The Foundation for Criminal Justice® (FCJ) will adapt to these changing times in the way it always has: by standing strong in its commitment to meaningful criminal justice reform and the vital role of the criminal defense bar in that fight.

Reform is needed, and the FCJ is uniquely positioned to guide the necessary reforms. The FCJ supports projects designed to protect the right to effective counsel, fight overcriminalization and prosecutorial misconduct, push back against harsh sentencing practices, protect against secret and unaccountable government searches into the private lives of citizens, promote restoration of rights and status after conviction or arrest, dismantle racial disparities within the system, and more.

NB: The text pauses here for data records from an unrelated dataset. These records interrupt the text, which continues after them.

//! Entry-by-entry archive creation.

use crate::entry::{EntryDescriptor, EntryHeader, EntryKind};
use crate::handle::WriteHandle;
use crate::options::ArchiveOptions;
use crate::stream::ByteSource;
use crate::{Error, Result};
use std::io::{Cursor, Read, Seek, SeekFrom, Write};
use tracing::trace;

/// Payload reader together with its exact length
struct Staged<'a> {
    reader: Box<dyn Read + 'a>,
    len: u64,
}

/// Headers need the size before any payload, so measure each kind of
/// source the cheapest way it allows.
fn stage(content: ByteSource<'_>) -> Result<Staged<'_>> {
    match content {
        ByteSource::Memory(bytes) => Ok(Staged {
            len: bytes.len() as u64,
            reader: Box::new(Cursor::new(bytes)),
        }),
        ByteSource::Seekable(mut stream) => {
            let len = stream.seek(SeekFrom::End(0))?;
            stream.seek(SeekFrom::Start(0))?;
            Ok(Staged {
                len,
                reader: ByteSource::Seekable(stream).into_reader(),
            })
        }
        ByteSource::Stream(reader) => {
            let mut buffered = Vec::new();
            ByteSource::Stream(reader).into_reader().read_to_end(&mut buffered)?;
            Ok(Staged {
                len: buffered.len() as u64,
                reader: Box::new(Cursor::new(buffered)),
            })
        }
    }
}

/// Writes entries one at a time into a sink.
pub struct Compressor<W: Write + Seek> {
    handle: WriteHandle<W>,
}

impl<W: Write + Seek> Compressor<W> {
    pub fn new(sink: W, options: &ArchiveOptions) -> Result<Self> {
        Ok(Self {
            handle: WriteHandle::open(sink, options)?,
        })
    }

    /// Write one regular-file entry with the content of `content`.
    pub fn add(&mut self, descriptor: &EntryDescriptor, content: ByteSource<'_>) -> Result<()> {
        let Staged { mut reader, len } = stage(content)?;

        let header = EntryHeader {
            path: descriptor.path.clone(),
            size: Some(len),
            mtime: descriptor.last_modified,
            kind: EntryKind::Regular,
            mode: Some(descriptor.mode),
        };
        self.handle.append(&header, &mut reader)?;
        trace!(path = %descriptor.path, size = len, "entry written");
        Ok(())
    }

    /// Write trailers and return the sink.
    pub fn finish(mut self) -> Result<W> {
        self.handle.finish()
    }
}

/// Write `entries` paired in order with `contents` into `sink`.
pub fn create_into<'a, W, I>(sink: W, entries: &[EntryDescriptor], contents: I, options: &ArchiveOptions) -> Result<W>
where
    W: Write + Seek,
    I: IntoIterator<Item = ByteSource<'a>>,
{
    let mut compressor = Compressor::new(sink, options)?;
    let mut contents = contents.into_iter();

    for (index, descriptor) in entries.iter().enumerate() {
        let Some(content) = contents.next() else {
            return Err(Error::EntryCountMismatch {
                entries: entries.len(),
                contents: index,
            });
        };
        compressor.add(descriptor, content)?;
    }

    let extra = contents.count();
    if extra > 0 {
        return Err(Error::EntryCountMismatch {
            entries: entries.len(),
            contents: entries.len() + extra,
        });
    }
    compressor.finish()
}

/// Build an archive in memory; the cursor is positioned at the start.
pub fn create<'a, I>(entries: &[EntryDescriptor], contents: I, options: &ArchiveOptions) -> Result<Cursor<Vec<u8>>>
where
    I: IntoIterator<Item = ByteSource<'a>>,
{
    let mut archive = create_into(Cursor::new(Vec::new()), entries, contents, options)?;
    archive.set_position(0);
    Ok(archive)
}

#[cfg(test)]
mod tests {
    use super::*;
    use crate::options::{Algorithm, WriteFormat};
    use crate::walk::{entries as list, extract_binary};
    use crate::NameFilter;

    const ALL_OPTIONS: &[(WriteFormat, Algorithm)] = &[
        (WriteFormat::Zip, Algorithm::Deflate),
        (WriteFormat::Zip, Algorithm::None),
        (WriteFormat::Tar, Algorithm::None),
        (WriteFormat::Tar, Algorithm::Gzip),
        (WriteFormat::Tar, Algorithm::Bzip2),
        (WriteFormat::Tar, Algorithm::Xz),
        (WriteFormat::Tar, Algorithm::Lzma),
        (WriteFormat::Cpio, Algorithm::None),
        (WriteFormat::Cpio, Algorithm::Gzip),
        (WriteFormat::Ar, Algorithm::None),
        (WriteFormat::Ar, Algorithm::Bzip2),
    ];

    fn descriptors(paths: &[&str]) -> Vec<EntryDescriptor> {
        paths.iter().map(|p| EntryDescriptor::new(*p)).collect()
    }

    fn binary(archive: &[u8]) -> Vec<Vec<u8>> {
        extract_binary(ByteSource::from(archive), NameFilter::all())
            .unwrap()
            .collect::<Result<_>>()
            .unwrap()
    }

    #[test]
    fn test_every_pair_roundtrips() {
        let big: Vec<u8> = (0..10_000u32).map(|i| (i * 7 % 251) as u8).collect();
        for &(format, algorithm) in ALL_OPTIONS {
            let options = ArchiveOptions::new(format, algorithm);
            let archive = create(
                &descriptors(&["first.txt", "nested/second.bin", "empty"]),
                [ByteSource::from("hello"), ByteSource::from(big.clone()), ByteSource::from("")],
                &options,
            )
            .unwrap()
            .into_inner();

            let paths: Vec<String> = list(ByteSource::from(&archive))
                .unwrap()
                .map(|r| r.map(|r| r.path))
                .collect::<Result<_>>()
                .unwrap();
            assert_eq!(paths, ["first.txt", "nested/second.bin", "empty"], "{:?}", options);
            assert_eq!(binary(&archive), [b"hello".to_vec(), big.clone(), Vec::new()], "{:?}", options);
        }
    }

    #[test]
    fn test_ar_reserved_name() {
        let options = ArchiveOptions::new(WriteFormat::Ar, Algorithm::None);
        let err = create(
            &descriptors(&["__.SYMDEF", "b"]),
            [ByteSource::from("a"), ByteSource::from("b")],
            &options,
        )
        .unwrap_err();
        assert!(matches!(err, Error::Codec(_)));
        assert_eq!(err.code().as_str(), "ARCH9999");
    }

    #[test]
    fn test_count_mismatch() {
        let err = create(&descriptors(&["a", "b"]), [ByteSource::from("1")], &ArchiveOptions::default()).unwrap_err();
        assert!(matches!(err, Error::EntryCountMismatch { entries: 2, contents: 1 }));
        assert_eq!(err.code().as_str(), "ARCH0001");

        let err = create(
            &descriptors(&["a"]),
            [ByteSource::from("1"), ByteSource::from("2"), ByteSource::from("3")],
            &ArchiveOptions::default(),
        )
        .unwrap_err();
        assert!(matches!(err, Error::EntryCountMismatch { entries: 1, contents: 3 }));
    }

    #[test]
    fn test_cursor_at_start() {
        let archive = create(&[], Vec::<ByteSource>::new(), &ArchiveOptions::default()).unwrap();
        assert_eq!(archive.position(), 0);
        assert!(!archive.get_ref().is_empty());
        assert!(binary(archive.get_ref()).is_empty());
    }

    #[test]
    fn test_seekable_and_stream_sources() {
        let mut file = tempfile::tempfile().unwrap();
        file.write_all(b"from a file").unwrap();

        let stream: &[u8] = b"from a pipe";
        let archive = create(
            &descriptors(&["file.txt", "pipe.txt"]),
            [ByteSource::seekable(file), ByteSource::stream(stream)],
            &ArchiveOptions::new(WriteFormat::Tar, Algorithm::None),
        )
        .unwrap();
        assert_eq!(binary(archive.get_ref()), [b"from a file".to_vec(), b"from a pipe".to_vec()]);
    }

    #[test]
    fn test_metadata_is_written() {
        let entry = EntryDescriptor::new("script.sh").with_mode(0o755).with_last_modified(1_500_000_000);
        for format in [WriteFormat::Tar, WriteFormat::Cpio, WriteFormat::Ar, WriteFormat::Zip] {
            let options = ArchiveOptions::new(format, format.default_algorithm());
            let archive = create(std::slice::from_ref(&entry), [ByteSource::from("#!/bin/sh")], &options).unwrap();
            let record = list(ByteSource::from(archive.get_ref()))
                .unwrap()
                .next()
                .unwrap()
                .unwrap();
            assert_eq!(record.last_modified.map(|t| t.timestamp()), Some(1_500_000_000), "{}", format);
            assert_eq!(record.size, Some(9));
        }
    }
}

The FCJ promotes these reforms by supporting the criminal defense bar and the lawyers who shoulder the constitutionally-ordained mission to ensure that when the government uses its power to prosecute, it respects the fundamental rights and dignity of the individual. The FCJ and the criminal defense bar bring the unique perspective necessary to reform a criminal justice system that too often ignores core principles like due process and the presumption of innocence.

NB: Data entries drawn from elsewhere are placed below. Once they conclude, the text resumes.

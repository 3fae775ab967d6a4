//! arcstream Lua host
//!
//! Registers the `archive` and `buffer` modules in a Lua state and provides
//! a small runtime for running scripts against them.

pub mod archive;
pub mod buffer;
pub mod error;
pub mod runtime;

pub use error::{Error, Result};
pub use runtime::Runtime;

use mlua::Lua;

/// Register every module as a global in the Lua state
pub fn register_all(lua: &Lua) -> Result<()> {
    let globals = lua.globals();

    // buffer module (binary payloads)
    globals.set("buffer", buffer::register(lua)?)?;

    // archive module (create, entries, extract_text, extract_binary, options)
    globals.set("archive", archive::register(lua)?)?;

    Ok(())
}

The FCJ’s perspective is unique and invaluable. Unlike groups that focus solely on public advocacy or securing justice for the wrongly convicted, the FCJ and its partner organization, the National Association of Criminal Defense Lawyers® (NACDL), both recognize that the contours of liberty are shaped by the everyday individual criminal cases that test the limits of government power in courtrooms throughout the country. While protection of those who are actually innocent is a vital concern, the question of guilt or innocence is seldom ascertainable with scientific certainty. Rather, it rests in the gray areas of credibility, intent, and perception. The FCJ’s efforts are grounded in the belief that due process, equal protection, privacy rights, free speech, and countless other rights are defined by the criminal justice system and shaped by the often prosaic but always heroic efforts of criminal defense lawyers.

But even those who violate the law still possess their fundamental human dignity. FCJ-supported projects reflect the belief that punishment should be proportionate and individualized, and that eventual restoration of rights is essential to the health and well-being of society.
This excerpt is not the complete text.